The most effective form of lobbying is when a constituent directly affected by an issue meets with her legislator. Legislators work for their district, so when a constituent takes the time to share a heartfelt story and facts about the issue, it has the potential to influence a legislator, especially when support for the issue is in line with the legislator’s political agenda. Career lobbyists study the issues intently and understand how to navigate the legislative cycle, but when an individual with a personal story meets with a local, state, or federal representative, it is most impactful.

Often the mission of patient advocacy
organizations is to educate so they can
effectively advocate and pave the way for greater research, better treatments, and eventually solutions.

Many non-profit organizations focused on supporting a patient community work on advocacy on a variety of levels to stay engaged and further the issues associated with their cause, such as access to care and increased research funding. They communicate with constituents around the country to learn what issues are affecting their community as well as partner with coalition groups to stay in the loop on the issues that other patient advocacy organizations are handling on a larger scale. And they may also work with companies in various capacities in order to educate different populations and spread awareness.

Over 100 million people in the United States suffer from chronic pain. However, a large portion of our society, including many lawmakers, remain unaware of exactly how chronic pain affects their communities. Often the mission of patient advocacy organizations is to educate so they can effectively advocate and pave the way for greater research, better treatments, and eventually solutions.

Contact. Keyboard

They regularly strategize on how best to promote patient issues on the local, state, and national levels. And they always need support and help from individual advocates. You can help spread the word about chronic pain and related legislative issues. Even if you do not have a lot of time or cannot travel, it is easy to stay involved. You can write a letter or call your legislator to share your position on an issue you care about. It is also helpful to sign up for notifications with advocacy organizations to be notified when to take action on certain issues.

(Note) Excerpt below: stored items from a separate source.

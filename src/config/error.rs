//! Configuration error types

use thiserror::Error;

/// Errors that can occur during configuration loading
#[derive(Debug, Error)]
pub enum ConfigError {
    #[error("Configuration loading failed: {0}")]
    LoadError(#[from] config::ConfigError),

    #[error("Validation failed: {0}")]
    ValidationFailed(#[from] ValidationError),
}

/// Errors that can occur during configuration validation
#[derive(Debug, Error, PartialEq, Eq)]
pub enum ValidationError {
    #[error("Required configuration missing: {0}")]
    MissingRequired(&'static str),

    #[error("Invalid port number")]
    InvalidPort,

    #[error("Invalid request timeout")]
    InvalidTimeout,

    #[error("Invalid bind address: {0}")]
    InvalidBindAddress(String),

    #[error("Persistence timeout must be between 1 and 60 seconds")]
    InvalidPersistenceTimeout,

    #[error("UTC offset must be within +/-18 hours, got {0} minutes")]
    InvalidUtcOffset(i32),

    #[error("In-memory result capacity must be at least 1")]
    InvalidMemoryCapacity,

    #[error("Session idle TTL must be at least 1 second")]
    InvalidSessionTtl,

    #[error("Session sweep interval must be between 1 second and the idle TTL")]
    InvalidSweepInterval,

    #[error("Session capacity must be at least 1")]
    InvalidSessionCapacity,

    #[error("Invalid Sheets API base URL")]
    InvalidSheetsUrl,

    #[error("Sheets API base URL must use HTTPS in production")]
    SheetsUrlMustBeHttps,
}
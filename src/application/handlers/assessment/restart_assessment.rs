//! RestartAssessmentHandler - Command handler for taking the assessment again.

use std::sync::Arc;

use super::load_session;
use crate::domain::assessment::{AssessmentError, AssessmentSession};
use crate::domain::foundation::AssessmentId;
use crate::ports::AssessmentStore;

#[derive(Debug, Clone)]
pub struct RestartAssessmentCommand {
    pub assessment_id: AssessmentId,
}

/// Handler that clears answers and results, keeping identity.
pub struct RestartAssessmentHandler {
    store: Arc<dyn AssessmentStore>,
}

impl RestartAssessmentHandler {
    pub fn new(store: Arc<dyn AssessmentStore>) -> Self {
        Self { store }
    }

    pub async fn handle(
        &self,
        cmd: RestartAssessmentCommand,
    ) -> Result<AssessmentSession, AssessmentError> {
        let mut session = load_session(self.store.as_ref(), cmd.assessment_id).await?;
        let expected_version = session.version();
        let previous_phase = session.phase();
        session.restart()?;
        self.store.update(&session, expected_version).await?;

        tracing::info!(
            assessment_id = %session.id(),
            from = %previous_phase,
            attempt = session.attempt(),
            "Assessment restarted"
        );
        Ok(session)
    }
}

#[cfg(test)]
mod tests {
    use super::*;
    use crate::application::handlers::assessment::test_support::{
        results_session, MockAssessmentStore,
    };
    use crate::domain::assessment::{AssessmentPhase, ResponseSet};

    #[tokio::test]
    async fn restart_from_results_clears_answers_and_export_flag() {
        let mut session = results_session();
        session.claim_export().unwrap();
        let id = session.id();
        let store = Arc::new(MockAssessmentStore::with_session(session));

        let restarted = RestartAssessmentHandler::new(store.clone())
            .handle(RestartAssessmentCommand { assessment_id: id })
            .await
            .unwrap();

        assert_eq!(restarted.phase(), AssessmentPhase::Answering);
        assert_eq!(restarted.responses(), &ResponseSet::unanswered(18));
        assert!(!restarted.result_persisted());
        assert_eq!(restarted.identity().name(), "Ada");
        assert_eq!(store.stored(&id), Some(restarted));
    }

    #[tokio::test]
    async fn restart_from_blank_intake_is_rejected() {
        let session = AssessmentSession::new(AssessmentId::new(), 18);
        let id = session.id();
        let store = Arc::new(MockAssessmentStore::with_session(session));

        let result = RestartAssessmentHandler::new(store.clone())
            .handle(RestartAssessmentCommand { assessment_id: id })
            .await;

        assert!(matches!(result, Err(AssessmentError::Validation(_))));
        assert_eq!(store.update_count(), 0);
    }
}
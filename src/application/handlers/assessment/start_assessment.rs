//! StartAssessmentHandler - Command handler for leaving intake.

use std::sync::Arc;

use super::load_session;
use crate::domain::assessment::{AssessmentError, AssessmentSession};
use crate::domain::foundation::AssessmentId;
use crate::ports::AssessmentStore;

#[derive(Debug, Clone)]
pub struct StartAssessmentCommand {
    pub assessment_id: AssessmentId,
}

/// Handler that moves a session from intake to answering.
pub struct StartAssessmentHandler {
    store: Arc<dyn AssessmentStore>,
}

impl StartAssessmentHandler {
    pub fn new(store: Arc<dyn AssessmentStore>) -> Self {
        Self { store }
    }

    pub async fn handle(
        &self,
        cmd: StartAssessmentCommand,
    ) -> Result<AssessmentSession, AssessmentError> {
        let mut session = load_session(self.store.as_ref(), cmd.assessment_id).await?;
        let expected_version = session.version();
        session.begin()?;
        self.store.update(&session, expected_version).await?;

        tracing::info!(assessment_id = %session.id(), "Assessment started");
        Ok(session)
    }
}
//! In-memory result sink for tests and local runs.
//!
//! Holds at most `capacity` rows; once full, the oldest row is dropped to
//! make room for the next one.

use async_trait::async_trait;
use std::collections::VecDeque;
use std::sync::atomic::{AtomicBool, Ordering};
use std::sync::{Arc, Mutex};

use crate::domain::assessment::ExportRecord;
use crate::ports::{PersistenceError, ResultSink};

/// Rows kept when no capacity is configured.
pub const DEFAULT_MEMORY_CAPACITY: usize = 1_000;

/// Captures appended records. Can be switched into a failing mode.
#[derive(Debug, Clone)]
pub struct InMemoryResultSink {
    records: Arc<Mutex<VecDeque<ExportRecord>>>,
    capacity: usize,
    failing: Arc<AtomicBool>,
}

impl Default for InMemoryResultSink {
    fn default() -> Self {
        Self::with_capacity(DEFAULT_MEMORY_CAPACITY)
    }
}

impl InMemoryResultSink {
    pub fn new() -> Self {
        Self::default()
    }

    /// A sink keeping only the newest `capacity` rows (minimum 1).
    pub fn with_capacity(capacity: usize) -> Self {
        Self {
            records: Arc::new(Mutex::new(VecDeque::new())),
            capacity: capacity.max(1),
            failing: Arc::new(AtomicBool::new(false)),
        }
    }

    /// A sink whose every append fails with `Unavailable`.
    pub fn failing() -> Self {
        let sink = Self::default();
        sink.set_failing(true);
        sink
    }

    pub fn set_failing(&self, failing: bool) {
        self.failing.store(failing, Ordering::SeqCst);
    }

    /// Snapshot of the retained records, oldest first.
    pub fn records(&self) -> Vec<ExportRecord> {
        self.records
            .lock()
            .map(|records| records.iter().cloned().collect())
            .unwrap_or_default()
    }

    pub fn len(&self) -> usize {
        self.records.lock().map(|records| records.len()).unwrap_or(0)
    }

    pub fn is_empty(&self) -> bool {
        self.len() == 0
    }
}

#[async_trait]
impl ResultSink for InMemoryResultSink {
    async fn append(&self, record: &ExportRecord) -> Result<(), PersistenceError> {
        if self.failing.load(Ordering::SeqCst) {
            return Err(PersistenceError::unavailable("in-memory sink set to fail"));
        }
        let mut records = self
            .records
            .lock()
            .map_err(|_| PersistenceError::unavailable("record buffer poisoned"))?;
        while records.len() >= self.capacity {
            records.pop_front();
        }
        records.push_back(record.clone());
        Ok(())
    }

    fn name(&self) -> &'static str {
        "memory"
    }
}

#[cfg(test)]
mod tests {
    use super::*;
    use crate::adapters::persistence::test_support::sample_record;

    #[tokio::test]
    async fn append_captures_records() {
        let sink = InMemoryResultSink::new();
        sink.append(&sample_record()).await.unwrap();
        sink.append(&sample_record()).await.unwrap();

        assert_eq!(sink.len(), 2);
        assert_eq!(sink.records()[0].name, "Ada");
    }

    #[tokio::test]
    async fn full_sink_drops_oldest_rows() {
        let sink = InMemoryResultSink::with_capacity(2);
        let rows: Vec<_> = (0..3).map(|_| sample_record()).collect();
        for row in &rows {
            sink.append(row).await.unwrap();
        }

        let kept: Vec<_> = sink.records().into_iter().map(|r| r.assessment_id).collect();
        assert_eq!(kept, vec![rows[1].assessment_id, rows[2].assessment_id]);
    }

    #[tokio::test]
    async fn failing_sink_rejects_and_keeps_nothing() {
        let sink = InMemoryResultSink::failing();
        let result = sink.append(&sample_record()).await;

        assert!(matches!(result, Err(PersistenceError::Unavailable(_))));
        assert!(sink.is_empty());

        sink.set_failing(false);
        sink.append(&sample_record()).await.unwrap();
        assert_eq!(sink.len(), 1);
    }
}
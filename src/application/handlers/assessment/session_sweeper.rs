//! SessionSweeper - Background service that drops abandoned sessions.
//!
//! Respondents often close the page mid-questionnaire. Any session not
//! updated within `idle_ttl` is removed from the store on the next sweep.
//!
//! ## Configuration
//!
//! | Setting | Default | Description |
//! |---------|---------|-------------|
//! | `idle_ttl` | 1h | Sessions untouched this long are removed |
//! | `sweep_interval` | 60s | How often the store is swept |
//!
//! ## Graceful Shutdown
//!
//! The sweeper listens on a watch channel and stops after the signal,
//! without a final sweep.

use std::sync::Arc;
use std::time::Duration;

use tokio::sync::watch;
use tokio::time;

use crate::domain::foundation::{DomainError, Timestamp};
use crate::ports::AssessmentStore;

/// Configuration for the SessionSweeper service.
#[derive(Debug, Clone)]
pub struct SessionSweeperConfig {
    pub idle_ttl: Duration,
    pub sweep_interval: Duration,
}

impl Default for SessionSweeperConfig {
    fn default() -> Self {
        Self {
            idle_ttl: Duration::from_secs(3600),
            sweep_interval: Duration::from_secs(60),
        }
    }
}

impl SessionSweeperConfig {
    pub fn with_idle_ttl(mut self, ttl: Duration) -> Self {
        self.idle_ttl = ttl;
        self
    }

    pub fn with_sweep_interval(mut self, interval: Duration) -> Self {
        self.sweep_interval = interval;
        self
    }
}

/// Periodically purges idle sessions from an `AssessmentStore`.
pub struct SessionSweeper {
    store: Arc<dyn AssessmentStore>,
    config: SessionSweeperConfig,
}

impl SessionSweeper {
    pub fn new(store: Arc<dyn AssessmentStore>, config: SessionSweeperConfig) -> Self {
        Self { store, config }
    }

    /// Run sweeps until the shutdown signal flips to `true`.
    ///
    /// A failed sweep is logged and retried on the next tick.
    pub async fn run(&self, mut shutdown: watch::Receiver<bool>) {
        let mut interval = time::interval(self.config.sweep_interval);
        interval.set_missed_tick_behavior(time::MissedTickBehavior::Delay);

        loop {
            tokio::select! {
                changed = shutdown.changed() => {
                    if changed.is_err() || *shutdown.borrow() {
                        tracing::debug!("Session sweeper stopped");
                        return;
                    }
                }
                _ = interval.tick() => {
                    if let Err(e) = self.sweep_once().await {
                        tracing::warn!(error = %e, "Session sweep failed");
                    }
                }
            }
        }
    }

    /// Remove every session idle for longer than `idle_ttl`.
    pub async fn sweep_once(&self) -> Result<usize, DomainError> {
        let cutoff = Timestamp::now().earlier_by(self.config.idle_ttl);
        let removed = self.store.purge_idle(&cutoff).await?;
        if removed > 0 {
            tracing::info!(removed, "Purged idle assessment sessions");
        }
        Ok(removed)
    }
}
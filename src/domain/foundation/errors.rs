//! Error types for the domain layer.

use std::collections::HashMap;
use std::error::Error;
use std::fmt;
use thiserror::Error;

/// Errors raised when input or state fails a domain rule.
#[derive(Debug, Clone, PartialEq, Eq, Error)]
pub enum ValidationError {
    #[error("Field '{field}' cannot be empty")]
    EmptyField { field: String },

    #[error("Field '{field}' must be between {min} and {max}, got {actual}")]
    OutOfRange {
        field: String,
        min: i32,
        max: i32,
        actual: i32,
    },

    #[error("Field '{field}' has invalid format: {reason}")]
    InvalidFormat { field: String, reason: String },

    #[error("Please answer all questions before submitting (unanswered: {})", format_numbers(.missing))]
    IncompleteResponses { missing: Vec<usize> },
}

fn format_numbers(numbers: &[usize]) -> String {
    numbers
        .iter()
        .map(|n| n.to_string())
        .collect::<Vec<_>>()
        .join(", ")
}

impl ValidationError {
    /// Creates an empty field validation error.
    pub fn empty_field(field: impl Into<String>) -> Self {
        ValidationError::EmptyField { field: field.into() }
    }

    /// Creates an out of range validation error.
    pub fn out_of_range(field: impl Into<String>, min: i32, max: i32, actual: i32) -> Self {
        ValidationError::OutOfRange {
            field: field.into(),
            min,
            max,
            actual,
        }
    }

    /// Creates an invalid format validation error.
    pub fn invalid_format(field: impl Into<String>, reason: impl Into<String>) -> Self {
        ValidationError::InvalidFormat {
            field: field.into(),
            reason: reason.into(),
        }
    }

    /// Creates an incomplete responses error listing 1-based question numbers.
    pub fn incomplete(missing: Vec<usize>) -> Self {
        ValidationError::IncompleteResponses { missing }
    }

    /// Returns the field this error refers to.
    pub fn field(&self) -> &str {
        match self {
            ValidationError::EmptyField { field }
            | ValidationError::OutOfRange { field, .. }
            | ValidationError::InvalidFormat { field, .. } => field,
            ValidationError::IncompleteResponses { .. } => "responses",
        }
    }
}

/// Error codes organized by category.
#[derive(Debug, Clone, Copy, PartialEq, Eq, Hash)]
pub enum ErrorCode {
    // Validation errors
    ValidationFailed,
    EmptyField,
    OutOfRange,
    InvalidFormat,
    IncompleteResponses,

    // Not found errors
    AssessmentNotFound,

    // State errors
    InvalidStateTransition,
    AlreadyExported,
    ConcurrencyConflict,

    // Data integrity errors
    CatalogLookupFailed,

    // Infrastructure errors
    StorageError,
    InternalError,
}

impl fmt::Display for ErrorCode {
    fn fmt(&self, f: &mut fmt::Formatter<'_>) -> fmt::Result {
        let s = match self {
            ErrorCode::ValidationFailed => "VALIDATION_FAILED",
            ErrorCode::EmptyField => "EMPTY_FIELD",
            ErrorCode::OutOfRange => "OUT_OF_RANGE",
            ErrorCode::InvalidFormat => "INVALID_FORMAT",
            ErrorCode::IncompleteResponses => "INCOMPLETE_RESPONSES",
            ErrorCode::AssessmentNotFound => "ASSESSMENT_NOT_FOUND",
            ErrorCode::InvalidStateTransition => "INVALID_STATE_TRANSITION",
            ErrorCode::AlreadyExported => "ALREADY_EXPORTED",
            ErrorCode::ConcurrencyConflict => "CONCURRENCY_CONFLICT",
            ErrorCode::CatalogLookupFailed => "CATALOG_LOOKUP_FAILED",
            ErrorCode::StorageError => "STORAGE_ERROR",
            ErrorCode::InternalError => "INTERNAL_ERROR",
        };
        write!(f, "{}", s)
    }
}

/// Standard domain error with code, message, and optional details.
#[derive(Debug, Clone)]
pub struct DomainError {
    pub code: ErrorCode,
    pub message: String,
    pub details: HashMap<String, String>,
}

impl DomainError {
    /// Creates a new domain error.
    pub fn new(code: ErrorCode, message: impl Into<String>) -> Self {
        Self {
            code,
            message: message.into(),
            details: HashMap::new(),
        }
    }

    /// Creates a validation error for a specific field.
    pub fn validation(field: impl Into<String>, message: impl Into<String>) -> Self {
        Self {
            code: ErrorCode::ValidationFailed,
            message: message.into(),
            details: HashMap::new(),
        }
        .with_detail("field", field.into())
    }

    /// Adds a detail to the error.
    pub fn with_detail(mut self, key: impl Into<String>, value: impl Into<String>) -> Self {
        self.details.insert(key.into(), value.into());
        self
    }
}

impl fmt::Display for DomainError {
    fn fmt(&self, f: &mut fmt::Formatter<'_>) -> fmt::Result {
        write!(f, "[{}] {}", self.code, self.message)
    }
}

impl Error for DomainError {}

For more information on advocacy initiatives or how to be involved, go to the CPC’s Pain Cooperative and check out the various organizations representing patients with chronic pain conditions.

Making a Successful Legislative Visit

Prepare

  • Research legislators (political affiliation, their involvement or stance on the issue, etc.).
  • Prepare talking points for the meeting (issue facts, your personal story, etc.).
  • Put together a packet that contains information about the issue (fact sheet, background, position paper, etc.) and your business card or contact information.

Meet

  • Take notes so you can keep track of the legislators’ positions/opinions and be effective with your follow up.
  • Be clear on what the meeting is about and what action you are asking the legislator to take (e.g., vote yes or no on a certain bill).

Follow Up

  • Send a thank-you note to your legislator and/or any staff you met.